Shinya Inoue, Knitted (one half) (2011). Zur Referenz reproduziert; alle Rechte liegen beim Rechteinhaber.

Eckdaten

Künstler
Shinya Inoue wahooart.com/de/artists/shinya-inoue_de/
Lebensdaten des Künstlers
1921 – 2019
Gemalt
2011
Originalgröße
22 x 29 cm

Im Kontext

Knitted (one half) — Shinya Inoue

Maße

Das Original hat die Maße 22 × 29 cm (Höhe × Breite), hier dargestellt neben einer erwachsenen Person von durchschnittlicher Größe.

Entstehungsjahr

  1. 1920
  2. 1930
  3. 1940
  4. 1950
  5. 1960
  6. 1970
  7. 1980
  8. 1990
  9. 2000
  10. 2010

Schattiert: das Lebenswerk von Shinya Inoue (1921–2019) ▲ dieses Werk, 2011

Ähnliche Kunstwerke

  • Knitted, 2008 wahooart.com/de/art/shinya-inoue-knitted-D9V2K3-en/
  • Knitted, 2012 wahooart.com/de/art/shinya-inoue-knitted-D9V2K7-en/

Wählen Sie eines der oben genannten Werke aus: Nennen Sie zwei Gemeinsamkeiten mit diesem Werk und einen Unterschied.

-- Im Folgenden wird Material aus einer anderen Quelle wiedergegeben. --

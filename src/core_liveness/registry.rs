use log::info;
use std::collections::HashMap;
use std::sync::{Arc, Mutex, MutexGuard, PoisonError};
use tokio::sync::Notify;

/// Live control connections, keyed by connection id.
///
/// Each session waits on its own `Notify`; evicting the id wakes the session so
/// it can say goodbye and close.
#[derive(Default)]
pub struct ConnectionRegistry {
    sessions: Mutex<HashMap<String, Arc<Notify>>>,
}

impl ConnectionRegistry {
    pub fn new() -> Self {
        Self::default()
    }

    fn sessions(&self) -> MutexGuard<'_, HashMap<String, Arc<Notify>>> {
        self.sessions.lock().unwrap_or_else(PoisonError::into_inner)
    }

    pub fn register(&self, id: &str) -> Arc<Notify> {
        let shutdown = Arc::new(Notify::new());
        self.sessions()
            .insert(id.to_string(), Arc::clone(&shutdown));
        shutdown
    }

    pub fn unregister(&self, id: &str) {
        self.sessions().remove(id);
    }

    /// Eviction callback of the liveness cache.
    pub fn evict(&self, id: &str) {
        if let Some(shutdown) = self.sessions().remove(id) {
            info!("{} evicted by liveness timer", id);
            shutdown.notify_one();
        }
    }

    pub fn active(&self) -> usize {
        self.sessions().len()
    }
}
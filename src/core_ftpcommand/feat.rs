use crate::helpers::{send_multiline, ControlWriter};
use crate::server::ServerState;
use crate::session::Session;
use std::sync::Arc;
use tokio::sync::Mutex;

/// Handles the FEAT FTP command.
///
/// Lists the extensions on top of RFC 959 this server understands.
pub async fn handle_feat_command(
    writer: ControlWriter,
    _state: Arc<ServerState>,
    _session: Arc<Mutex<Session>>,
    _arg: String,
) -> Result<(), std::io::Error> {
    send_multiline(
        &writer,
        &["211-Features:", " CLNT", " MDTM", " REST STREAM", " SIZE", "211 End"],
    )
    .await
}
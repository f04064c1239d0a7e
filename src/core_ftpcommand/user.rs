use crate::helpers::{send_reply, ControlWriter};
use crate::server::ServerState;
use crate::session::Session;
use log::info;
use std::sync::Arc;
use tokio::sync::Mutex;

/// Handles the USER FTP command.
///
/// The argument is an opaque client id; there is no password check, giving
/// one is enough to be logged in.
///
/// # Arguments
///
/// * `writer` - The control connection to reply on.
/// * `_state` - Shared server state (not used in this command).
/// * `session` - The session to log in.
/// * `arg` - The client id.
///
/// # Returns
///
/// Result<(), std::io::Error> indicating the success or failure of the operation.
pub async fn handle_user_command(
    writer: ControlWriter,
    _state: Arc<ServerState>,
    session: Arc<Mutex<Session>>,
    arg: String,
) -> Result<(), std::io::Error> {
    let mut session = session.lock().await;
    if session.logged_in {
        return send_reply(&writer, "332 User already logged in.").await;
    }

    let Some(client_id) = arg.split_whitespace().next() else {
        return send_reply(&writer, "501 Invalid number of arguments.").await;
    };

    session.logged_in = true;
    session.client_id = Some(client_id.to_string());
    info!("{} logged in as {}", writer.id(), client_id);

    send_reply(&writer, &format!("230 User {} Logged In.", client_id)).await
}
// Here's the list of the FTP commands implemented
pub mod abor;
pub mod allo;
pub mod cdup;
pub mod clnt;
pub mod cwd;
pub mod dele;
pub mod feat;
pub mod help;
pub mod list;
pub mod mdtm;
pub mod mode;
pub mod noop;
pub mod opts;
pub mod pass;
pub mod pwd;
pub mod quit;
pub mod rest;
pub mod retr;
pub mod site;
pub mod size;
pub mod stor;
pub mod stru;
pub mod syst;
pub mod type_;
pub mod unimplemented;
pub mod user;

pub mod ftpcommand;
pub mod handlers;

// The utils and common functions are here
pub mod utils;
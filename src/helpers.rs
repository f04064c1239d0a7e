use log::debug;
use std::io::{Error, ErrorKind, Result as IoResult};
use std::net::SocketAddr;
use std::sync::Arc;
use tokio::io::{AsyncWrite, AsyncWriteExt};
use tokio::net::tcp::OwnedWriteHalf;
use tokio::sync::Mutex;

/// Write side of a control connection, tagged with its connection id.
#[derive(Clone)]
pub struct ControlWriter {
    id: Arc<str>,
    local_addr: SocketAddr,
    half: Arc<Mutex<OwnedWriteHalf>>,
}

impl ControlWriter {
    pub fn new(id: &str, local_addr: SocketAddr, half: OwnedWriteHalf) -> Self {
        Self {
            id: Arc::from(id),
            local_addr,
            half: Arc::new(Mutex::new(half)),
        }
    }

    pub fn id(&self) -> &str {
        &self.id
    }

    /// Local address of the control socket, used to bind passive listeners.
    pub fn local_addr(&self) -> SocketAddr {
        self.local_addr
    }
}

/// Sends one reply line, CRLF appended.
pub async fn send_reply(writer: &ControlWriter, reply: &str) -> IoResult<()> {
    debug!("{} A: {}", writer.id, reply);
    let line = format!("{}\r\n", reply);
    let mut half = writer.half.lock().await;
    write_fully(&mut *half, line.as_bytes()).await?;
    half.flush().await
}

/// Sends a multi-line reply as one write.
pub async fn send_multiline(writer: &ControlWriter, lines: &[&str]) -> IoResult<()> {
    let mut block = String::new();
    for line in lines {
        debug!("{} A: {}", writer.id, line);
        block.push_str(line);
        block.push_str("\r\n");
    }
    let mut half = writer.half.lock().await;
    write_fully(&mut *half, block.as_bytes()).await?;
    half.flush().await
}

/// Writes the whole buffer, retrying short writes and transient errors.
pub async fn write_fully<W>(stream: &mut W, mut buf: &[u8]) -> IoResult<()>
where
    W: AsyncWrite + Unpin + ?Sized,
{
    while !buf.is_empty() {
        match stream.write(buf).await {
            Ok(0) => {
                return Err(Error::new(
                    ErrorKind::WriteZero,
                    "peer stopped accepting data",
                ))
            }
            Ok(n) => buf = &buf[n..],
            Err(e) if matches!(e.kind(), ErrorKind::WouldBlock | ErrorKind::Interrupted) => {
                tokio::task::yield_now().await;
            }
            Err(e) => return Err(e),
        }
    }
    Ok(())
}

/// Reduces a client path to its final component, the name objects are stored under.
pub fn file_name_arg(arg: &str) -> Option<String> {
    let name = arg
        .trim()
        .rsplit(['/', '\\'])
        .next()
        .unwrap_or_default()
        .trim();
    if name.is_empty() || name == "." || name == ".." {
        None
    } else {
        Some(name.to_string())
    }
}

#[cfg(test)]
mod tests {
    use super::*;
    use std::pin::Pin;
    use std::task::{Context, Poll};

    /// Accepts at most `chunk` bytes per call and fails every other call with
    /// a transient error.
    struct StutteringWriter {
        written: Vec<u8>,
        chunk: usize,
        calls: usize,
    }

    impl AsyncWrite for StutteringWriter {
        fn poll_write(
            mut self: Pin<&mut Self>,
            _cx: &mut Context<'_>,
            buf: &[u8],
        ) -> Poll<IoResult<usize>> {
            self.calls += 1;
            if self.calls % 2 == 1 {
                let kind = if self.calls % 4 == 1 {
                    ErrorKind::Interrupted
                } else {
                    ErrorKind::WouldBlock
                };
                return Poll::Ready(Err(Error::new(kind, "try again")));
            }
            let n = buf.len().min(self.chunk);
            self.written.extend_from_slice(&buf[..n]);
            Poll::Ready(Ok(n))
        }

        fn poll_flush(self: Pin<&mut Self>, _cx: &mut Context<'_>) -> Poll<IoResult<()>> {
            Poll::Ready(Ok(()))
        }

        fn poll_shutdown(self: Pin<&mut Self>, _cx: &mut Context<'_>) -> Poll<IoResult<()>> {
            Poll::Ready(Ok(()))
        }
    }

    #[tokio::test]
    async fn test_write_fully_survives_short_writes_and_transient_errors() {
        let mut writer = StutteringWriter {
            written: Vec::new(),
            chunk: 3,
            calls: 0,
        };
        let payload: Vec<u8> = (0..50u8).collect();

        write_fully(&mut writer, &payload).await.unwrap();
        assert_eq!(writer.written, payload);
    }

    #[tokio::test]
    async fn test_write_fully_reports_a_closed_peer() {
        let mut writer = StutteringWriter {
            written: Vec::new(),
            chunk: 0,
            calls: 1,
        };
        let err = write_fully(&mut writer, b"data").await.unwrap_err();
        assert_eq!(err.kind(), ErrorKind::WriteZero);
    }

    #[test]
    fn test_file_name_arg_keeps_the_last_component() {
        assert_eq!(file_name_arg("report.txt").as_deref(), Some("report.txt"));
        assert_eq!(file_name_arg("dir/report.txt").as_deref(), Some("report.txt"));
        assert_eq!(file_name_arg("/a/b/c.bin ").as_deref(), Some("c.bin"));
        assert_eq!(file_name_arg("C:\\tmp\\x.dat").as_deref(), Some("x.dat"));
        assert_eq!(file_name_arg("dir/"), None);
        assert_eq!(file_name_arg(""), None);
        assert_eq!(file_name_arg(".."), None);
    }
}
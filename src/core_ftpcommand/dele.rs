use crate::core_transfer::delete;
use crate::helpers::{file_name_arg, send_reply, ControlWriter};
use crate::server::ServerState;
use crate::session::Session;
use std::sync::Arc;
use tokio::sync::Mutex;

pub async fn handle_dele_command(
    writer: ControlWriter,
    state: Arc<ServerState>,
    _session: Arc<Mutex<Session>>,
    arg: String,
) -> Result<(), std::io::Error> {
    let Some(name) = file_name_arg(&arg) else {
        return send_reply(&writer, "501 Syntax error in arguments.").await;
    };
    delete::delete(&writer, &state, &name).await
}
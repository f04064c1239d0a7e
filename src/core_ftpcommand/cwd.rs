use crate::helpers::{send_reply, ControlWriter};
use crate::server::ServerState;
use crate::session::Session;
use std::sync::Arc;
use tokio::sync::Mutex;

/// Handles CWD and XCWD. The working directory is a label, nothing is checked.
pub async fn handle_cwd_command(
    writer: ControlWriter,
    _state: Arc<ServerState>,
    session: Arc<Mutex<Session>>,
    arg: String,
) -> Result<(), std::io::Error> {
    if arg.is_empty() {
        return send_reply(&writer, "501 Invalid number of arguments.").await;
    }
    session.lock().await.working_dir = arg;
    send_reply(&writer, "250 CWD command successful.").await
}
use crate::helpers::{send_reply, ControlWriter};
use crate::server::ServerState;
use crate::session::{Session, TransferMode};
use std::sync::Arc;
use tokio::sync::Mutex;

/// Handles the MODE FTP command. Only stream mode exists.
pub async fn handle_mode_command(
    writer: ControlWriter,
    _state: Arc<ServerState>,
    session: Arc<Mutex<Session>>,
    arg: String,
) -> Result<(), std::io::Error> {
    let response = match arg.split_whitespace().next().map(|s| s.to_uppercase()) {
        None => "501 Invalid number of arguments.",
        Some(mode) if mode == "S" => {
            session.lock().await.transfer_mode = TransferMode::Stream;
            "200 MODE set to S."
        }
        Some(mode) if mode == "Z" => "502 MODE Z non-implemented.",
        Some(_) => "504 Unsupported transfer MODE.",
    };
    send_reply(&writer, response).await
}
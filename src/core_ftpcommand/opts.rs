use crate::helpers::{send_reply, ControlWriter};
use crate::server::ServerState;
use crate::session::Session;
use std::sync::Arc;
use tokio::sync::Mutex;

pub async fn handle_opts_command(
    writer: ControlWriter,
    _state: Arc<ServerState>,
    _session: Arc<Mutex<Session>>,
    arg: String,
) -> Result<(), std::io::Error> {
    let response = match arg.split_whitespace().next() {
        None => "501 Invalid number of arguments.",
        Some(option) if option.eq_ignore_ascii_case("utf8") => {
            "202 UTF8 mode is always enabled. No need to send this command."
        }
        Some(_) => "501 Option not understood.",
    };
    send_reply(&writer, response).await
}
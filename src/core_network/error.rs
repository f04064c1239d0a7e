// Errors raised while negotiating or opening a data connection
use crate::core_pool::PoolError;
use std::io;
use std::net::{IpAddr, SocketAddr};
use thiserror::Error;

#[derive(Error, Debug)]
pub enum DataChannelError {
    #[error("a data connection is already in use")]
    AlreadyConnected,

    #[error("no PASV or PORT negotiated")]
    BadSequence,

    #[error("passive mode needs an IPv4 address, got {0}")]
    NotIpv4(IpAddr),

    #[error("no data port could be bound")]
    NoPortsAvailable,

    #[error("invalid host-port argument: {0}")]
    Syntax(String),

    #[error("failed to connect to {addr}: {source}")]
    Connect {
        addr: SocketAddr,
        #[source]
        source: io::Error,
    },

    #[error("failed to accept data connection: {0}")]
    Accept(#[source] io::Error),

    #[error("timed out waiting for the data connection")]
    Timeout,

    #[error(transparent)]
    Pool(#[from] PoolError),
}

impl DataChannelError {
    pub fn to_ftp_response(&self) -> String {
        match self {
            DataChannelError::AlreadyConnected => "425 You're already connected.".to_string(),
            DataChannelError::BadSequence => "503 Bad sequence of commands.".to_string(),
            DataChannelError::NotIpv4(_) => {
                "425 Can't open passive connection on a non IPv4 address.".to_string()
            }
            DataChannelError::NoPortsAvailable => {
                "451 Internal error - No more data ports available.".to_string()
            }
            DataChannelError::Syntax(_) => {
                "501 Syntax error in parameters or arguments.".to_string()
            }
            DataChannelError::Connect { .. } => "425 Failed to establish connection.".to_string(),
            DataChannelError::Accept(_) | DataChannelError::Timeout => {
                "425 Can't open data connection.".to_string()
            }
            DataChannelError::Pool(e) => e.to_ftp_response(),
        }
    }
}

Weitere Werke, die sich ideal als Ergänzung zu diesem Werk eignen: wahooart.com/de/art/similar/shinya-inoue-knitted-one-half-D9V2JR-en/

Farbpalette

Anhand des Bildes gemessen

    Hauptfarbe

    Espresso #30322d

    Gespeicherte Palette

    • #30322D
    • #5C6058
    • #444740
    • #1A1B18
    Hauptfarbe
    Espresso
    Intensität
    Monochromatic Wie gesättigt und vielfältig die Farben sind – von einem einzelnen, dezenten Farbton bis hin zu einer Vielzahl leuchtender Töne.
    Kontrast
    Serene Wie stark sich die Farben in Helligkeit und Sättigung über das Bild hinweg unterscheiden.
    Harmonie
    Strong Color Unity Wie gut die Farben zusammenwirken, von kontrastreich bis hin zu vollkommen harmonisch.
    Helligkeit
    Deep_shadow Wie hell oder dunkel das Bild insgesamt wirkt, von tiefen Schatten bis hin zu strahlenden Glanzpunkten.
    Sättigung
    Muted Wie rein und kräftig die Farben sind, von fast Grau bis hin zu voll lebendig.

    Künstler und Museen

    Künstler/in

    Shinya Inoue

    Geburtsort London, Vereinigtes Königreich

    Shinya Inoue: Bridging Science and Artistic Vision

    Shinya Inoue (井上 信也, Inoue Shin'ya; January 5, 1921 – September 30, 2019) war ein japanisch-amerikanischer Zellbiophysiker und Mikroskopeur dessen bahnbrechende Forschung in die Dynamik des Zytoskeletts auf eine außergewöhnliche künstlerische Leidenschaft traf. Geboren in London, England, Sohn eines Diplomaten – eine Herkunft, die ihm einen abenteuerlichen Geist und Wertschätzung für vielfältige Kulturen einflößte –, kulminierte Inoués Lebensweg in einem Erbe definiert durch wissenschaftliche Innovation gekoppelt mit einer einzigartigen ästhetischen Sensibilität. Sein Werk unterscheidet sich nicht nur von wissenschaftlicher Entdeckung, sondern auch als Beweis für die transformative Kraft der Disziplinenübergreifenden Zusammenarbeit.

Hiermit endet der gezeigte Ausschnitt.